▶ [PROBLEM DETAILS] Count the lines below that hold "blue". Give the number without comment.

▶ [EXTRACTED RECORDS]
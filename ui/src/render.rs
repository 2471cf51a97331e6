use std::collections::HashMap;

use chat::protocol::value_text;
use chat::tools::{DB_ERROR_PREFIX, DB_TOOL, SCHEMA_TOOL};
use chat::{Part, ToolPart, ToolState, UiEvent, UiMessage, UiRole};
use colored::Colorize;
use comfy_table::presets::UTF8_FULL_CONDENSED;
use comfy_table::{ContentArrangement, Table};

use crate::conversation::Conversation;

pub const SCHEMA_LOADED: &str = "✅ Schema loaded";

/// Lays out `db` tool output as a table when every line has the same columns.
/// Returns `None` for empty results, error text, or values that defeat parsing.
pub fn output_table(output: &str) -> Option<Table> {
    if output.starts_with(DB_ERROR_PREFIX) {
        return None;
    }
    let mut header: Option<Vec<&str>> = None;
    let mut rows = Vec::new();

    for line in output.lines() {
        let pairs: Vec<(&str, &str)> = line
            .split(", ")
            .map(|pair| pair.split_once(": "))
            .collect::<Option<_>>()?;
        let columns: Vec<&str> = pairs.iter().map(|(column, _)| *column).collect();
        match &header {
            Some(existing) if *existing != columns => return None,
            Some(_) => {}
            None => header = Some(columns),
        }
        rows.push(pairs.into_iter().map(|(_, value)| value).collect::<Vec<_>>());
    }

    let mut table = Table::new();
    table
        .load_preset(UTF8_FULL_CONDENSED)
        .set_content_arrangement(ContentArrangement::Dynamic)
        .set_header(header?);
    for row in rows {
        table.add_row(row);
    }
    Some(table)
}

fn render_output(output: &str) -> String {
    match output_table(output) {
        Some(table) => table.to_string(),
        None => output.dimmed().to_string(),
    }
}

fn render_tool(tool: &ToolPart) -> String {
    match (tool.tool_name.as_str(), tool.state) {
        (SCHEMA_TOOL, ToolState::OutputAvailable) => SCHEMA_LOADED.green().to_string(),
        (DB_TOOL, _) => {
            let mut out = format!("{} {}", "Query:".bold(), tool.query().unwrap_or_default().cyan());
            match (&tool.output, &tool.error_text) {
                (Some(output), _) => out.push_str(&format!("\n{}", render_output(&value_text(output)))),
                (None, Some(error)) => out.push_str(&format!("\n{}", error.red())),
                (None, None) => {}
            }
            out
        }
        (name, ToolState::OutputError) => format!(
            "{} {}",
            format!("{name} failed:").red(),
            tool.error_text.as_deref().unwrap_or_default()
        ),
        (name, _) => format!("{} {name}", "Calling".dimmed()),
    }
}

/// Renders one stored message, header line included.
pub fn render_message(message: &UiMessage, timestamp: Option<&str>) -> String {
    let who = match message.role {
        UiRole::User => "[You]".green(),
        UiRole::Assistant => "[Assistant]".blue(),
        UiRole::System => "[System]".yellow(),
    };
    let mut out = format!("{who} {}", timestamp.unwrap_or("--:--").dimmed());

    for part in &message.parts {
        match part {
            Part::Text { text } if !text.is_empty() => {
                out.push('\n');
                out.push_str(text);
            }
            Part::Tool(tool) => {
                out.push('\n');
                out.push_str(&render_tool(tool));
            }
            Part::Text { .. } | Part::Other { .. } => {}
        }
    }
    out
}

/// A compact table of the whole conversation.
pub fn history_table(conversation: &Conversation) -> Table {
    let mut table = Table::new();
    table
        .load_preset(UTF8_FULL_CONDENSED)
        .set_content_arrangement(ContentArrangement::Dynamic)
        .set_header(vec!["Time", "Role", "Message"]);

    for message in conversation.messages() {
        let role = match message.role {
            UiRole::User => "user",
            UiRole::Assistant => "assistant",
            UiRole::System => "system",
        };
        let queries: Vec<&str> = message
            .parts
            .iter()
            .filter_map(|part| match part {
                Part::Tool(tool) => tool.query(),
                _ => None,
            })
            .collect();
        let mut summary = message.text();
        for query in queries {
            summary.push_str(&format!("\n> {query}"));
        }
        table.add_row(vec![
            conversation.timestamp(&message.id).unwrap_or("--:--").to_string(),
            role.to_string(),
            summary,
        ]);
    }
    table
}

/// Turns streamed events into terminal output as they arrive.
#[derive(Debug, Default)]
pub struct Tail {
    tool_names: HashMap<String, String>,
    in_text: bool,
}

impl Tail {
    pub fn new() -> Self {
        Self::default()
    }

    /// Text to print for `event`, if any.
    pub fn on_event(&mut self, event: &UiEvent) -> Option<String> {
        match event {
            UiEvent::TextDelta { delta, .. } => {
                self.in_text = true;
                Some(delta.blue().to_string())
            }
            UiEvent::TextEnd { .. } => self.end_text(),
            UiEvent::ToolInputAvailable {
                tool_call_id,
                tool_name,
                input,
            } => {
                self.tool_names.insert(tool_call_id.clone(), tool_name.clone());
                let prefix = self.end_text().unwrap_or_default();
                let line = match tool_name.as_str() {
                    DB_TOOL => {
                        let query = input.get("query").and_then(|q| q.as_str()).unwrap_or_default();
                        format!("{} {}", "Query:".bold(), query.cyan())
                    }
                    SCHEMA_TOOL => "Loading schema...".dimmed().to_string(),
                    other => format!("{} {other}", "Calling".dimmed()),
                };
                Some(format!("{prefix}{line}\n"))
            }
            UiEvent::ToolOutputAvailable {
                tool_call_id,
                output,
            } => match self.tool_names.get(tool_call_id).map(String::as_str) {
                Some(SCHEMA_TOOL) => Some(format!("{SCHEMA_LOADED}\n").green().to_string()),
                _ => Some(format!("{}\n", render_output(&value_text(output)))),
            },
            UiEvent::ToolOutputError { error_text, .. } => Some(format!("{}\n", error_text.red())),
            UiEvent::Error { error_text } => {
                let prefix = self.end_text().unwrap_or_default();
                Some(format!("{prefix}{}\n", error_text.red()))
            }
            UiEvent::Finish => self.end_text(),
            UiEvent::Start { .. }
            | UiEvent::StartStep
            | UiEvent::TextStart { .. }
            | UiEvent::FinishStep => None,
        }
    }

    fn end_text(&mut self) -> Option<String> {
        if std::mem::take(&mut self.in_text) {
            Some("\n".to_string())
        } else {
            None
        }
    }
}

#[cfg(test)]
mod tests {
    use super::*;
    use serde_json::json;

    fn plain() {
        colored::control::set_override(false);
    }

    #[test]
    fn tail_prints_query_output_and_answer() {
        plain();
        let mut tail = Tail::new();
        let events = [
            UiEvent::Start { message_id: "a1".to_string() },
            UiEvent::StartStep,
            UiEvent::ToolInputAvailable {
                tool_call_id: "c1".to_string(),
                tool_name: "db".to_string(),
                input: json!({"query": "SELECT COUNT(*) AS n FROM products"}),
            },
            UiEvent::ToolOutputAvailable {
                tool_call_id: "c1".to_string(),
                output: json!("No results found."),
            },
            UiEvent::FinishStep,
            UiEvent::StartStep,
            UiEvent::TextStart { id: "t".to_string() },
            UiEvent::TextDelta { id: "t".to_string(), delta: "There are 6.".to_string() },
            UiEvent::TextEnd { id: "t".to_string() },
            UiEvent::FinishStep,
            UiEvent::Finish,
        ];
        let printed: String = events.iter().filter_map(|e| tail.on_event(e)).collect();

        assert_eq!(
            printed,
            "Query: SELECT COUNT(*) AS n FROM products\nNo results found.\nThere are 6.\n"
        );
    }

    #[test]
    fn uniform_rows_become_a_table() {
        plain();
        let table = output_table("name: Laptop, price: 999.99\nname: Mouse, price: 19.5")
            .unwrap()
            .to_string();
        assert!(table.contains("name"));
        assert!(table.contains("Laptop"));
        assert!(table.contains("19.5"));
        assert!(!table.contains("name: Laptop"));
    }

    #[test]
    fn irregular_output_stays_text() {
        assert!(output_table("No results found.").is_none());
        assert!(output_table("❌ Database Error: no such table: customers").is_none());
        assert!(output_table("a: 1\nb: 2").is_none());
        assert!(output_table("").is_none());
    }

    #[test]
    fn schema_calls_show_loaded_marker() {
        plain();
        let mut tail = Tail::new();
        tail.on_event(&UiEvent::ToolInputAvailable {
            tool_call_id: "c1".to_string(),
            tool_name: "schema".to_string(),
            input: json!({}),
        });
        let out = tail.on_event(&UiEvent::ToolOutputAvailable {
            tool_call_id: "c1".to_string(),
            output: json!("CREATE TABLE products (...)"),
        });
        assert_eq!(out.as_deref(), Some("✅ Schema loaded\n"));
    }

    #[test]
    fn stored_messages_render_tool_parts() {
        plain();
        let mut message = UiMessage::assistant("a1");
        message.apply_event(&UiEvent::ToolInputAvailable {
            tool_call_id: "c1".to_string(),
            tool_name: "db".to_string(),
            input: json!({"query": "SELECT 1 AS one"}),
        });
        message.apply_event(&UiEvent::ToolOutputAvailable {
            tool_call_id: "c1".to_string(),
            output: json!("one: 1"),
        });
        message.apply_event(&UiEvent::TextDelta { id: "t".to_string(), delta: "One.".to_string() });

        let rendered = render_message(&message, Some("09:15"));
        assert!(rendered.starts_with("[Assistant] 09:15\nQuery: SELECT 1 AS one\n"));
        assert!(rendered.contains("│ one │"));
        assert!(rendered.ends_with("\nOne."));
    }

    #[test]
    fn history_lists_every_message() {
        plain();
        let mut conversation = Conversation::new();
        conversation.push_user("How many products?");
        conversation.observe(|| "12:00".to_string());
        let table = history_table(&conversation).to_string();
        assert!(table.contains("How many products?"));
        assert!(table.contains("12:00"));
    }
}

▶ [RESULT BELOW] 2